If a line in the entries below includes the string "None", copy it out.
Provided material Start Marker
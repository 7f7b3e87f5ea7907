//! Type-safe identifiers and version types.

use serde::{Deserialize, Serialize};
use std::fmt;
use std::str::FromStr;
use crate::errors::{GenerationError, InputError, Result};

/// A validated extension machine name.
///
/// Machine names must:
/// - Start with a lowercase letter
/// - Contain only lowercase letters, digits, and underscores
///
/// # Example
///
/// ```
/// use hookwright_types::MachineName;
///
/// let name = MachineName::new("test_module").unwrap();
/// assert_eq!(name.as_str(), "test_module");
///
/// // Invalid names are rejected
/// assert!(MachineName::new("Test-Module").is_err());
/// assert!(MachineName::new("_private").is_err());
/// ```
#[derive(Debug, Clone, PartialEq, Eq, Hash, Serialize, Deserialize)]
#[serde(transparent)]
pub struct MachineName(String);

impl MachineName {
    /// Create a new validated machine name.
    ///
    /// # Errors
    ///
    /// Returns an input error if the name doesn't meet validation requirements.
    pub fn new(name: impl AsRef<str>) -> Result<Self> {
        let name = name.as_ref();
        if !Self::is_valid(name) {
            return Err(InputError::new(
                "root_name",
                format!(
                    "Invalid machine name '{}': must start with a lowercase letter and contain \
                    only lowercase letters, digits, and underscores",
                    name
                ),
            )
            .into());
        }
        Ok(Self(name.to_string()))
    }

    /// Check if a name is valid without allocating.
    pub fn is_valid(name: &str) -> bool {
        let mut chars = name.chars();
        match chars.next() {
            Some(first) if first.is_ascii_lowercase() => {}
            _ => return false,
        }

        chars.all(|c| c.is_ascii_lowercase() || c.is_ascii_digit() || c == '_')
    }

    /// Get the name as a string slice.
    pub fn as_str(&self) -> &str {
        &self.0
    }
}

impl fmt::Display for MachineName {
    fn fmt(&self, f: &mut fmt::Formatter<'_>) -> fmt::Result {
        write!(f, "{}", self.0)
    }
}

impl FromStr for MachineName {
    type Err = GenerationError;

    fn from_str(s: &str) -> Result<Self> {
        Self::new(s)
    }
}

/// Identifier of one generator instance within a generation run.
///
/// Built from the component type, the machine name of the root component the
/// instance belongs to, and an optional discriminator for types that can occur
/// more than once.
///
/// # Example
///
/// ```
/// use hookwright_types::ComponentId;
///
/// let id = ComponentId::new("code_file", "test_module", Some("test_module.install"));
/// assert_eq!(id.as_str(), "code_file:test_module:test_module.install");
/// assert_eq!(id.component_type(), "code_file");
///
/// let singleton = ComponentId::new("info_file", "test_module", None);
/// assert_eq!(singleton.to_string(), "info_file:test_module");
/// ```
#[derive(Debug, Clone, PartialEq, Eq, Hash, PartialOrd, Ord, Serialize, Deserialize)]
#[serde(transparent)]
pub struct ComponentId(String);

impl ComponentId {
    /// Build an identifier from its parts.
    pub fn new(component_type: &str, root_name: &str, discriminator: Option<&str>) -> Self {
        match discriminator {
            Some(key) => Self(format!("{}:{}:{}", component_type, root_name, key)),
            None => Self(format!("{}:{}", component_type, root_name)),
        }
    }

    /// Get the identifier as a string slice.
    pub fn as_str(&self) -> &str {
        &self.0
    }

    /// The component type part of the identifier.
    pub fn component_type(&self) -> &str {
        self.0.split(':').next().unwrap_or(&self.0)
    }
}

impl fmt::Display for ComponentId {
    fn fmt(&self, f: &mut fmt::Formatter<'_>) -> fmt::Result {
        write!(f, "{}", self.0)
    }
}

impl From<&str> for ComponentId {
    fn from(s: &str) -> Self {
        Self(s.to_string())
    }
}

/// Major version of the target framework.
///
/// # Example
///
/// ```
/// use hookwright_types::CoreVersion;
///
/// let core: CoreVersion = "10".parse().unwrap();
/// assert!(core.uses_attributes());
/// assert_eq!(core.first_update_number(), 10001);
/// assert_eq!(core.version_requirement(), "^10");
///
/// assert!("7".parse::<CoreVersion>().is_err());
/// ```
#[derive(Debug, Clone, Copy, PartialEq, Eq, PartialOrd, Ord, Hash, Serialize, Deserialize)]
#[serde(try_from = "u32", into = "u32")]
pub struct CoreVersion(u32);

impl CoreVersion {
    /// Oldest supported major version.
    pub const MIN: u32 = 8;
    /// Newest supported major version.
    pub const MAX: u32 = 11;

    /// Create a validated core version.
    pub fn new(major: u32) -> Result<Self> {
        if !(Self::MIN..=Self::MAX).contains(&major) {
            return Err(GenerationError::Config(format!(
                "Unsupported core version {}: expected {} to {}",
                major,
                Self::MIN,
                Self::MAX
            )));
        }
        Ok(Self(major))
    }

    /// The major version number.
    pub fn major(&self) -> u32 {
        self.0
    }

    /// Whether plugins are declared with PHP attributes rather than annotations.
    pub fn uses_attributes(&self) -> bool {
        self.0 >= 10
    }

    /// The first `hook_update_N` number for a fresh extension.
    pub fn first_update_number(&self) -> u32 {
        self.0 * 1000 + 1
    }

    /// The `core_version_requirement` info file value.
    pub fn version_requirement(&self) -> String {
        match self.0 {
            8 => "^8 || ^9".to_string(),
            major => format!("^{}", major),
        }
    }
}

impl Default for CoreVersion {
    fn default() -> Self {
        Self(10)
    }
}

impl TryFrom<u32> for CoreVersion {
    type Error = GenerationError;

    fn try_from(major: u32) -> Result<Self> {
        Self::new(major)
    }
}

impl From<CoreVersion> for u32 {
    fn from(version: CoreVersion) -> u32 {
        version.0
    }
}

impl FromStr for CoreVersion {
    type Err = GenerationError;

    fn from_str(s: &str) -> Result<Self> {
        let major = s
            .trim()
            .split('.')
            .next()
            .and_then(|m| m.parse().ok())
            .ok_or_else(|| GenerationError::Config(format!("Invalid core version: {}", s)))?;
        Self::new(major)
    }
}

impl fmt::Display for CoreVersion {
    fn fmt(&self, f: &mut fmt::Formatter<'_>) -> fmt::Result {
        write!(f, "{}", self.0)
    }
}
Provided material End Marker
Provided material Start Marker
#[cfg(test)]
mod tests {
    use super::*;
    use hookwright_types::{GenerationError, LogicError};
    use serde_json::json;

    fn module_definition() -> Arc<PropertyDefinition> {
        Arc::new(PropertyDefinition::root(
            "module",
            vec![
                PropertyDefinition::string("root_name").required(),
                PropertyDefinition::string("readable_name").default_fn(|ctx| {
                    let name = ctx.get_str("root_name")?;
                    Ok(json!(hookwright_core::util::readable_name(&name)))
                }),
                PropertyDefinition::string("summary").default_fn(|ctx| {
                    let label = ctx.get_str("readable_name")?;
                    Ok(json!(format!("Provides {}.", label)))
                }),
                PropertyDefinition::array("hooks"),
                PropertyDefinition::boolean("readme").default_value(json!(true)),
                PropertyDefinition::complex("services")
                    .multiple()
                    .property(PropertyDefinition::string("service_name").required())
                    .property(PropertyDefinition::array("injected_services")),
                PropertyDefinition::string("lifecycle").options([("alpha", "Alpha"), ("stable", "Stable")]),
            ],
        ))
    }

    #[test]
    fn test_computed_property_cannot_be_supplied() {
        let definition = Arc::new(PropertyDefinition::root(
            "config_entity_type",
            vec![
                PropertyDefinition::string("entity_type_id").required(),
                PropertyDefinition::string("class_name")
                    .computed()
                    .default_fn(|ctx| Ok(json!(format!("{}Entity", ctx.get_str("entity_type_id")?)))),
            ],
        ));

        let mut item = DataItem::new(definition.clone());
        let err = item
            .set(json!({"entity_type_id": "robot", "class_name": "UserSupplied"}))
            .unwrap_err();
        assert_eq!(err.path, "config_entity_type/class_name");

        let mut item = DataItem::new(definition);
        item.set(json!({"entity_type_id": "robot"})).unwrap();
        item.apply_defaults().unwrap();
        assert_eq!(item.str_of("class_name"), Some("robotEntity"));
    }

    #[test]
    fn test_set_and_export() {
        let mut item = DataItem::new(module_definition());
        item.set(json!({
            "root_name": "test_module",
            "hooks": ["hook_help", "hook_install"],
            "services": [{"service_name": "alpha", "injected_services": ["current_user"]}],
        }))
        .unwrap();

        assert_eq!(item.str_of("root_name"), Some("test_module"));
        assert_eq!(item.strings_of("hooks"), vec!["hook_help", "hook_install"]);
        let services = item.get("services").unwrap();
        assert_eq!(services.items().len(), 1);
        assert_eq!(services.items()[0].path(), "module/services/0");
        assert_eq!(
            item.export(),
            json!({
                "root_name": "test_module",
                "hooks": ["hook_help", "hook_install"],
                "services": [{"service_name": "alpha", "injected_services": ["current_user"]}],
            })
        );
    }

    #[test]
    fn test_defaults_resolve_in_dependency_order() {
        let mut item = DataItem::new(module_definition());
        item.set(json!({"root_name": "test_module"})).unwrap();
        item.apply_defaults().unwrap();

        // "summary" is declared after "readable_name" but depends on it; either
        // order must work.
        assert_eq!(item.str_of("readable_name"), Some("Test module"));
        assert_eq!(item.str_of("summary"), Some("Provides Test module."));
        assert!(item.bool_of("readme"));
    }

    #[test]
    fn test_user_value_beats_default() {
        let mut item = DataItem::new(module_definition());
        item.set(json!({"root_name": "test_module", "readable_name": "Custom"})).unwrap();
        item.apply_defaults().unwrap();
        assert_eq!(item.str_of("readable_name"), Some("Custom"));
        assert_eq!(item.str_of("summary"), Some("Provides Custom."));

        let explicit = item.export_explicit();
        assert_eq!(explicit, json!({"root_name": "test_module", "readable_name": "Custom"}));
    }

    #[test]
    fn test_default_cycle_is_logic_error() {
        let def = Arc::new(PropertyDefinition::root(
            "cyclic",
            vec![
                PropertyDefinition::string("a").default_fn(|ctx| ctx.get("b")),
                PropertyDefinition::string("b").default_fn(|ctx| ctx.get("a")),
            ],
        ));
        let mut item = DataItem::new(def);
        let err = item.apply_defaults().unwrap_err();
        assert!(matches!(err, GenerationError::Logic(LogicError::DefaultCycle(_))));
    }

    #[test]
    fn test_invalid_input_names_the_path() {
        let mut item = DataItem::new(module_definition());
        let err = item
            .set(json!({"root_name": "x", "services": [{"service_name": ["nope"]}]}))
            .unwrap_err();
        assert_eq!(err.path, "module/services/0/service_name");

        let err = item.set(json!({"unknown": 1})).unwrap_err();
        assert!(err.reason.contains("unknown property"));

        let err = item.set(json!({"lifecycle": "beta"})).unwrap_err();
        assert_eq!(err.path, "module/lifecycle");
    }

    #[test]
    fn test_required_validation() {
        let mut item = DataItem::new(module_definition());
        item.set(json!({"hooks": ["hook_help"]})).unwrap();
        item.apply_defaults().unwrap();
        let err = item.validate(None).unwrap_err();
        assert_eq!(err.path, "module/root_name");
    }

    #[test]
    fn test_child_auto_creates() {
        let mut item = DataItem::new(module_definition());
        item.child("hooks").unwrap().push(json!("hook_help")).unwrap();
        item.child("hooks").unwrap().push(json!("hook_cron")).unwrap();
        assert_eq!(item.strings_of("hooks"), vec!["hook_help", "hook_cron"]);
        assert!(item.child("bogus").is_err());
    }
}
Provided material End Marker
Answer to this problem:
/// let singleton = ComponentId::new("info_file", "test_module", None);
            None => Self(format!("{}:{}", component_type, root_name)),
        let err = item.validate(None).unwrap_err();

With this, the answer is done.